Model migration consultation

yihp commented 2 months ago

Hi! Thanks for your contribution. It is an excellent piece of work!

My task language is Chinese. I have trained a Chinese tokenizer and trained it from scratch, but I have the following questions: Can I still use CheXbert metrics? I am still using monitor: val_report_chexbert_f1_macro for my training. Should I change to other monitor?

Thank you very much for your time and consideration. I eagerly look forward to your response.

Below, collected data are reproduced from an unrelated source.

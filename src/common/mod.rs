// Shared configuration and logging plumbing

pub mod config;
pub mod logging;

pub use self::config::{DatabaseConfig, JournalMode};
pub use self::logging::{EventCategory, LogCollector, LogEvent, LogFacade, LogSink};
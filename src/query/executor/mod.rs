// Query Executor Module
//
// Statement generation, execution against the storage connection, and
// decoding of result rows into records.

pub mod engine;
pub mod result;
pub mod ddl_executor;
pub mod dml_executor;
pub mod hydrate;

// Export key types
pub use self::engine::{ExecutionEngine, SqlStatement, StatementKind};
pub use self::result::{DataValue, QueryError, QueryResult, ResultRow};
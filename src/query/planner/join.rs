// Join Resolver
//
// Expands a root table and its ordered join list into the FROM clause and the
// aliased column list of one SELECT. Joins are emitted in the order given.

use std::sync::Arc;

use crate::catalog::column::quote_ident;
use crate::catalog::table::Table;
use crate::query::executor::result::{QueryError, QueryResult};
use crate::query::planner::predicate::TableScope;

/// How a related table is reached from the root
#[derive(Debug, Clone)]
pub enum JoinKind {
    /// `root.parent_key = child.child_key`
    Direct {
        parent_key: String,
        child_key: String,
    },
    /// `root.parent_key = pivot.pivot_parent_key`, then
    /// `pivot.pivot_child_key = child.child_key`
    Pivot {
        pivot: Arc<Table>,
        parent_key: String,
        pivot_parent_key: String,
        child_key: String,
        pivot_child_key: String,
    },
}

/// One relationship followed by a query
#[derive(Debug, Clone)]
pub struct JoinSpec {
    /// Relation field on the root shape
    pub relation: &'static str,
    /// Table holding the related records
    pub child: Arc<Table>,
    pub kind: JoinKind,
}

impl JoinSpec {
    /// Check every key column against the tables it names
    pub fn validate(&self, root: &Table) -> QueryResult<()> {
        let require = |table: &Table, column: &str| {
            if table.has_column(column) {
                Ok(())
            } else {
                Err(QueryError::MalformedExpression(format!(
                    "join on {}: {} has no column {}",
                    self.relation,
                    table.name(),
                    column
                )))
            }
        };
        match &self.kind {
            JoinKind::Direct { parent_key, child_key } => {
                require(root, parent_key)?;
                require(&self.child, child_key)
            }
            JoinKind::Pivot { pivot, parent_key, pivot_parent_key, child_key, pivot_child_key } => {
                require(root, parent_key)?;
                require(pivot, pivot_parent_key)?;
                require(&self.child, child_key)?;
                require(pivot, pivot_child_key)
            }
        }
    }

    /// Qualified columns name their table, so each table may appear only once per query
    pub fn check_unambiguous(&self, scope: &TableScope) -> QueryResult<()> {
        let mut seen: Vec<&str> = scope.entries().iter().map(|e| e.table.name()).collect();
        for table in self.pivot().into_iter().chain(std::iter::once(&self.child)) {
            if seen.contains(&table.name()) {
                return Err(QueryError::MalformedExpression(format!(
                    "join on {}: table {} is already part of this query",
                    self.relation,
                    table.name()
                )));
            }
            seen.push(table.name());
        }
        Ok(())
    }

    pub fn pivot(&self) -> Option<&Arc<Table>> {
        match &self.kind {
            JoinKind::Pivot { pivot, .. } => Some(pivot),
            JoinKind::Direct { .. } => None,
        }
    }
}

/// Alias of the child table of the join at `position` (0-based)
pub fn child_alias(position: usize) -> String {
    format!("t{}", position + 1)
}

/// Alias of the pivot table of the join at `position` (0-based)
pub fn pivot_alias(position: usize) -> String {
    format!("p{}", position + 1)
}

/// Every table the joins bring into scope, pivots included
pub fn scope_for(root: Arc<Table>, joins: &[JoinSpec]) -> TableScope {
    let mut scope = TableScope::new(root);
    for (i, join) in joins.iter().enumerate() {
        if let Some(pivot) = join.pivot() {
            scope.push(pivot_alias(i), pivot.clone());
        }
        scope.push(child_alias(i), join.child.clone());
    }
    scope
}

/// `"root" AS t0 JOIN ... ON ...`
pub fn from_clause(root: &Table, joins: &[JoinSpec]) -> String {
    let mut sql = format!("{} AS t0", quote_ident(root.name()));
    for (i, join) in joins.iter().enumerate() {
        let child = child_alias(i);
        match &join.kind {
            JoinKind::Direct { parent_key, child_key } => {
                sql.push_str(&format!(
                    " JOIN {} AS {} ON t0.{} = {}.{}",
                    quote_ident(join.child.name()),
                    child,
                    quote_ident(parent_key),
                    child,
                    quote_ident(child_key)
                ));
            }
            JoinKind::Pivot { pivot, parent_key, pivot_parent_key, child_key, pivot_child_key } => {
                let p = pivot_alias(i);
                sql.push_str(&format!(
                    " JOIN {} AS {} ON t0.{} = {}.{} JOIN {} AS {} ON {}.{} = {}.{}",
                    quote_ident(pivot.name()),
                    p,
                    quote_ident(parent_key),
                    p,
                    quote_ident(pivot_parent_key),
                    quote_ident(join.child.name()),
                    child,
                    p,
                    quote_ident(pivot_child_key),
                    child,
                    quote_ident(child_key)
                ));
            }
        }
    }
    sql
}

/// Qualified, aliased column list in row layout order: root columns, then
/// for each join its pivot columns (if any) followed by its child columns
pub fn select_list(scope: &TableScope) -> String {
    let mut columns = Vec::new();
    for entry in scope.entries() {
        for column in entry.table.columns() {
            columns.push(format!(
                "{}.{} AS {}",
                entry.alias,
                quote_ident(column.name()),
                quote_ident(&format!("{}.{}", entry.alias, column.name()))
            ));
        }
    }
    columns.join(", ")
}
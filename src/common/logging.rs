//! Log Event Collection
//!
//! The core never writes to a global logger directly. Every component hands
//! structured [`LogEvent`]s to the [`LogSink`] injected when the database is
//! opened; the sink decides where they go and when.

use std::fmt;

use chrono::{DateTime, Utc};
use log::Level;
use parking_lot::Mutex;

use crate::query::executor::result::DataValue;

/// What part of the pipeline produced an event
#[derive(Debug, Clone, Copy, PartialEq, Eq, Hash)]
pub enum EventCategory {
    /// Statement returning rows
    Query,
    /// Statement returning an affected-row count
    Command,
    /// Schema change
    Ddl,
    /// Transaction boundary
    Transaction,
}

impl fmt::Display for EventCategory {
    fn fmt(&self, f: &mut fmt::Formatter<'_>) -> fmt::Result {
        let name = match self {
            EventCategory::Query => "query",
            EventCategory::Command => "command",
            EventCategory::Ddl => "ddl",
            EventCategory::Transaction => "transaction",
        };
        f.write_str(name)
    }
}

/// A structured log event
#[derive(Debug, Clone)]
pub struct LogEvent {
    pub timestamp: DateTime<Utc>,
    pub level: Level,
    pub category: EventCategory,
    pub message: String,
    /// Statement text, when the event concerns one
    pub sql: Option<String>,
    /// Bound parameters rendered as SQL literals
    pub params: Vec<String>,
}

impl LogEvent {
    pub fn new(level: Level, category: EventCategory, message: impl Into<String>) -> Self {
        LogEvent {
            timestamp: Utc::now(),
            level,
            category,
            message: message.into(),
            sql: None,
            params: Vec::new(),
        }
    }

    pub fn with_statement(mut self, sql: &str, params: &[DataValue]) -> Self {
        self.sql = Some(sql.to_string());
        self.params = params.iter().map(|p| p.to_string()).collect();
        self
    }
}

impl fmt::Display for LogEvent {
    fn fmt(&self, f: &mut fmt::Formatter<'_>) -> fmt::Result {
        write!(f, "[{}] {}", self.category, self.message)?;
        if let Some(sql) = &self.sql {
            write!(f, ": {}", sql)?;
            if !self.params.is_empty() {
                write!(f, " [{}]", self.params.join(", "))?;
            }
        }
        Ok(())
    }
}

/// Receiver for the events the core emits
pub trait LogSink: Send + Sync {
    fn record(&self, event: LogEvent);

    /// Push buffered events to their destination
    fn flush(&self) {}
}

/// Forwards every event to the `log` facade as soon as it is recorded
#[derive(Debug, Default, Clone, Copy)]
pub struct LogFacade;

impl LogSink for LogFacade {
    fn record(&self, event: LogEvent) {
        log::log!(target: "bayun_crud", event.level, "{}", event);
    }
}

/// Buffers events until they are drained or flushed
#[derive(Debug, Default)]
pub struct LogCollector {
    events: Mutex<Vec<LogEvent>>,
}

impl LogCollector {
    pub fn new() -> Self {
        Self::default()
    }

    /// Take every buffered event, leaving the buffer empty
    pub fn drain(&self) -> Vec<LogEvent> {
        std::mem::take(&mut *self.events.lock())
    }

    pub fn len(&self) -> usize {
        self.events.lock().len()
    }

    pub fn is_empty(&self) -> bool {
        self.events.lock().is_empty()
    }

    /// Number of buffered events in `category`
    pub fn count(&self, category: EventCategory) -> usize {
        self.events.lock().iter().filter(|e| e.category == category).count()
    }
}

impl LogSink for LogCollector {
    fn record(&self, event: LogEvent) {
        self.events.lock().push(event);
    }

    fn flush(&self) {
        for event in self.drain() {
            LogFacade.record(event);
        }
    }
}
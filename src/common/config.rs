//! Database Configuration
//!
//! Settings applied to the storage connection when a database is opened.

use std::path::{Path, PathBuf};
use std::time::Duration;

use serde::Deserialize;

/// Default busy timeout (ms).
const DEFAULT_BUSY_TIMEOUT_MS: u64 = 5_000;

fn default_busy_timeout_ms() -> u64 {
    DEFAULT_BUSY_TIMEOUT_MS
}

fn default_foreign_keys() -> bool {
    true
}

/// Journal mode of the storage engine
#[derive(Debug, Clone, Copy, PartialEq, Eq, Deserialize, Default)]
#[serde(rename_all = "snake_case")]
pub enum JournalMode {
    #[default]
    Wal,
    Delete,
    Memory,
}

impl JournalMode {
    /// Returns the pragma value.
    pub const fn pragma_value(self) -> &'static str {
        match self {
            Self::Wal => "wal",
            Self::Delete => "delete",
            Self::Memory => "memory",
        }
    }
}

/// Configuration for one database handle
#[derive(Debug, Clone, Deserialize)]
pub struct DatabaseConfig {
    /// Database file; `None` opens a private in-memory database
    #[serde(default)]
    pub path: Option<PathBuf>,
    /// How long a statement waits on a locked database before failing
    #[serde(default = "default_busy_timeout_ms")]
    pub busy_timeout_ms: u64,
    #[serde(default)]
    pub journal_mode: JournalMode,
    /// Enforce declared foreign keys
    #[serde(default = "default_foreign_keys")]
    pub foreign_keys: bool,
}

impl Default for DatabaseConfig {
    fn default() -> Self {
        DatabaseConfig {
            path: None,
            busy_timeout_ms: DEFAULT_BUSY_TIMEOUT_MS,
            journal_mode: JournalMode::default(),
            foreign_keys: true,
        }
    }
}

impl DatabaseConfig {
    pub fn in_memory() -> Self {
        Self::default()
    }

    pub fn file(path: impl AsRef<Path>) -> Self {
        DatabaseConfig {
            path: Some(path.as_ref().to_path_buf()),
            ..Self::default()
        }
    }

    pub fn busy_timeout(&self) -> Duration {
        Duration::from_millis(self.busy_timeout_ms)
    }
}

anicolson commented 2 months ago

Hi @yihp,

Oof, unfortunately, I think you can only use CheXbert in English. Unless you can translate to English before evaluation? But you can certainly change monitor to something else.

yihp commented 2 months ago

OK, which monitor do you recommend for my Chinese task?

yihp commented 2 months ago

Hi @anicolson ,

I learned from your paper that CheXbert, RadGraph ER, and CXR-BERT were intended to capture the clinical semantic similarity between the generated and radiologist reports, but these models are for English tasks and I can't reuse them. BERTscore seems to be able to evaluate Chinese tasks. Then I have the following questions:

I can use BERTScore as the semantic similarity reward, but the results in your paper are not very good, and the effect of CXR-BERT is very good
Because CheXbert is only applicable to English tasks, I have to change the monitor: 'val_report_chexbert_f1_macro', do you have any suggestions for the choice of monitor? BERTscore, CIDEr, ROUGE-L, or BLEU-4?

anicolson commented 2 months ago

Hi @yihp,

I am not quite sure to be honest. Maybe you could use a Chinese BERT for BERTScore? You could modify here as such: https://github.com/aehrc/cxrmate/blob/820607a5511b9cb4131b09713c32655e7d9cbb03/tools/metrics/bertscore.py#L84

Here are those options you mentioned for monitor:

val_report_bertscore_f1
val_report_nlg_bleu_4
val_report_nlg_cider
val_report_nlg_rouge

I pushed bertscore to the repo as well.

yihp commented 2 months ago

Hi @anicolson ,

Thank you very much for your reply. You use val_report_chexbert_f1_macro as monitor. I would like to ask you about the specific process. Are you use the trained cxrmate model to generate radiology reports, then let the chexbert model predict the labels (14 categories), and then calculate the chexbert_f1 value with the actual labels.

Is this the process?

anicolson commented 2 months ago

Hi @yihp,

So during validation/testing, the model will generate a report. Then, the generated report and the radiologist report are passed through chexbert (giving the chexbert labels for each). Classification scores are then calculated between the chexbert labels of the generated and radiologist reports.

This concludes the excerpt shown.